九州の長崎の大村に実在したという、トンチの名人「勘作」さんのお話です。ショートストーリーで、4つのトンチ話が1話の中に盛り込まれています。
あらすじ
肥前の大村の日泊(にっぱく)という所に、勘作(かんさく)という足軽がいました。
●細長いお魚の話
ある日、珍しい魚を見たお殿様が、勘作に魚の名前を尋ねました。
勘作はちょっと考えて「キンキラキン」と答えましたが、後日、干し魚になった魚を見て「チンチラチン」と答えました。最初の名前と違うので殿様は腹を立てましたが、勘作は「イカも干せばスルメと名前が変わりますたぃ」とトンチでその場を収めました。
●ウナギ釣りのお話
ある梅雨の日、隣の諌早藩の川にウナギ釣りに行った勘作は、諫早藩のお役人に見つかってしまいました。しかし勘作はすました顔して、「大村藩のウナギがここまで逃げてきたので大村藩のだけ釣って帰ります」と言い、大きいウナギだけ選別して持って帰りました。
●庭石を売るお話
ある日、立派な庭石の所有権を巡って、大村藩と諌早藩の役人同士がケンカとなりました。
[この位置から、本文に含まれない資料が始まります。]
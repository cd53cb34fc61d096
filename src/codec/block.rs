//! The fixed-block codec interface and its reference
//! implementation: a bit-packed block with a per-block bit-width byte, falling
//! back to a variable-byte tail for a list's final, possibly-short block.
//!
//! Grounded on `rank-retrieve/src/persistence/codec.rs`'s `bitpack` module
//! (LSB-first bit packing across byte boundaries) and `varint` module (reused
//! here as [`crate::codec::tvb`]).

use crate::codec::tvb;

/// Number of postings per block. This crate hard-codes a single block codec
/// rather than supporting codec plurality at query time.
pub const BLOCK_SIZE: usize = 128;

/// Encodes and decodes a fixed block of postings: `encode`/`decode`
/// over exactly `count` values (`count < BLOCK_SIZE` only for a list's final
/// block), all `< universe`. `decode(encode(x)) == x` regardless of the
/// `universe` hint.
pub trait BlockCodec {
    /// Appends the encoding of `values[..count]` to `out`.
    fn encode(values: &[u32], universe: u32, count: usize, out: &mut Vec<u8>);

    /// Decodes `count` values from the start of `data` into `out_buf[..count]`,
    /// returning the number of bytes consumed.
    fn decode(data: &[u8], out_buf: &mut [u32], universe: u32, count: usize) -> usize;
}

/// The reference SIMD-friendly bit-packed codec.
pub struct BitpackedBlockCodec;

fn bit_width(value: u32) -> u8 {
    if value == 0 {
        0
    } else {
        32 - value.leading_zeros() as u8
    }
}

fn bit_width_many(values: &[u32]) -> u8 {
    values.iter().copied().map(bit_width).max().unwrap_or(0)
}

fn packed_len_bytes(count: usize, width: u8) -> usize {
    (count * width as usize + 7) / 8
}

fn pack(values: &[u32], width: u8, out: &mut Vec<u8>) {
    if width == 0 {
        return;
    }
    let mut acc: u64 = 0;
    let mut acc_bits: u32 = 0;
    for &v in values {
        acc |= (v as u64) << acc_bits;
        acc_bits += width as u32;
        while acc_bits >= 8 {
            out.push((acc & 0xff) as u8);
            acc >>= 8;
            acc_bits -= 8;
        }
    }
    if acc_bits > 0 {
        out.push((acc & 0xff) as u8);
    }
}

fn unpack(data: &[u8], count: usize, width: u8, out_buf: &mut [u32]) {
    if width == 0 {
        for slot in out_buf.iter_mut().take(count) {
            *slot = 0;
        }
        return;
    }
    let mut acc: u64 = 0;
    let mut acc_bits: u32 = 0;
    let mut byte_idx = 0usize;
    let mask: u64 = if width == 32 { u32::MAX as u64 } else { (1u64 << width) - 1 };
    for slot in out_buf.iter_mut().take(count) {
        while acc_bits < width as u32 {
            acc |= (data[byte_idx] as u64) << acc_bits;
            byte_idx += 1;
            acc_bits += 8;
        }
        *slot = (acc & mask) as u32;
        acc >>= width;
        acc_bits -= width as u32;
    }
}

impl BlockCodec for BitpackedBlockCodec {
    fn encode(values: &[u32], _universe: u32, count: usize, out: &mut Vec<u8>) {
        if count == BLOCK_SIZE {
            let width = bit_width_many(&values[..count]);
            out.push(width);
            pack(&values[..count], width, out);
        } else {
            for &v in &values[..count] {
                tvb::encode(v as u64, out);
            }
        }
    }

    fn decode(data: &[u8], out_buf: &mut [u32], _universe: u32, count: usize) -> usize {
        if count == BLOCK_SIZE {
            let width = data[0];
            unpack(&data[1..], count, width, out_buf);
            1 + packed_len_bytes(count, width)
        } else {
            let mut consumed = 0;
            for slot in out_buf.iter_mut().take(count) {
                let (v, c) = tvb::decode(&data[consumed..]);
                *slot = v as u32;
                consumed += c;
            }
            consumed
        }
    }
}
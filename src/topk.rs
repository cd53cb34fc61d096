//! Bounded top-k queue: a min-heap of `(score, docid)` with a running
//! admission threshold, shared by all three retrieval algorithms.

use std::cmp::Reverse;
use std::collections::BinaryHeap;

#[derive(Debug, Clone, Copy)]
struct Entry {
    score: f32,
    docid: u32,
}

impl PartialEq for Entry {
    fn eq(&self, other: &Self) -> bool {
        self.score == other.score && self.docid == other.docid
    }
}
impl Eq for Entry {}

impl PartialOrd for Entry {
    fn partial_cmp(&self, other: &Self) -> Option<std::cmp::Ordering> {
        Some(self.cmp(other))
    }
}
impl Ord for Entry {
    fn cmp(&self, other: &Self) -> std::cmp::Ordering {
        self.score.partial_cmp(&other.score).unwrap_or(std::cmp::Ordering::Equal).then(self.docid.cmp(&other.docid))
    }
}

/// Bounded min-heap of up to `k` `(score, docid)` entries.
///
/// `set_threshold` can seed an admission floor before the heap fills; while
/// it holds, an entry is admitted only if it clears that floor, even with
/// fewer than `k` entries recorded so far. Without a seed, any entry is
/// admitted until the heap reaches capacity, matching the common case.
pub struct TopKQueue {
    k: usize,
    heap: BinaryHeap<Reverse<Entry>>,
    threshold: f32,
    seeded: bool,
}

impl TopKQueue {
    pub fn new(k: usize) -> Self {
        TopKQueue { k, heap: BinaryHeap::with_capacity(k + 1), threshold: f32::NEG_INFINITY, seeded: false }
    }

    pub fn k(&self) -> usize {
        self.k
    }

    pub fn len(&self) -> usize {
        self.heap.len()
    }

    pub fn is_empty(&self) -> bool {
        self.heap.is_empty()
    }

    pub fn threshold(&self) -> f32 {
        self.threshold
    }

    pub fn would_enter(&self, s: f32) -> bool {
        if self.heap.len() < self.k && !self.seeded {
            true
        } else {
            s > self.threshold
        }
    }

    pub fn set_threshold(&mut self, tau0: f32) {
        self.threshold = tau0;
        self.seeded = true;
    }

    /// Offers `(s, d)` to the queue. Returns whether it was kept.
    pub fn insert(&mut self, s: f32, d: u32) -> bool {
        if self.k == 0 || !self.would_enter(s) {
            return false;
        }
        self.heap.push(Reverse(Entry { score: s, docid: d }));
        if self.heap.len() > self.k {
            self.heap.pop();
        }
        if self.heap.len() == self.k {
            if let Some(Reverse(min_entry)) = self.heap.peek() {
                self.threshold = min_entry.score;
            }
        }
        true
    }

    /// Sorts the remaining entries descending by score, ascending by docid on ties.
    pub fn finalize(self) -> Vec<(f32, u32)> {
        let mut entries: Vec<Entry> = self.heap.into_iter().map(|Reverse(e)| e).collect();
        entries.sort_by(|a, b| b.score.partial_cmp(&a.score).unwrap_or(std::cmp::Ordering::Equal).then(a.docid.cmp(&b.docid)));
        entries.into_iter().map(|e| (e.score, e.docid)).collect()
    }
}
勘作は仲裁しようと「この庭石を買い取ると言うのなら、諌早藩に売ってあげても良い」と提案しました。
諌早藩の役人が大喜びでその申し出を快諾しましたが、勘作はすかさず「本当の所有者だったらたとえ1文でも払うはずがない、よってこの庭石は大村藩のものである」と言い、石を大村藩に持って帰りました。
●宝円寺の和尚さんの話
ある年の正月の事、宝円寺の和尚さんがお殿様に挨拶するためお城にやってきました。いつもぶっちょう顔の和尚さんを躍らせる事ができるか?と同僚の侍から持ちかけられた勘作は、火鉢の中でボロ布に火を付けました。
煙がもうもうと上がったところで、「和尚さんの衣が火事だー」と叫びました。驚いた和尚さんは、「あっ右の袖に火が付いた。おっ左のたもとにも火が付いた」という勘作の声に合わせてあっちへ跳ねたりこっちへ跳ねたり。見事、勘作は和尚さんを躍らせる事に成功したのでした。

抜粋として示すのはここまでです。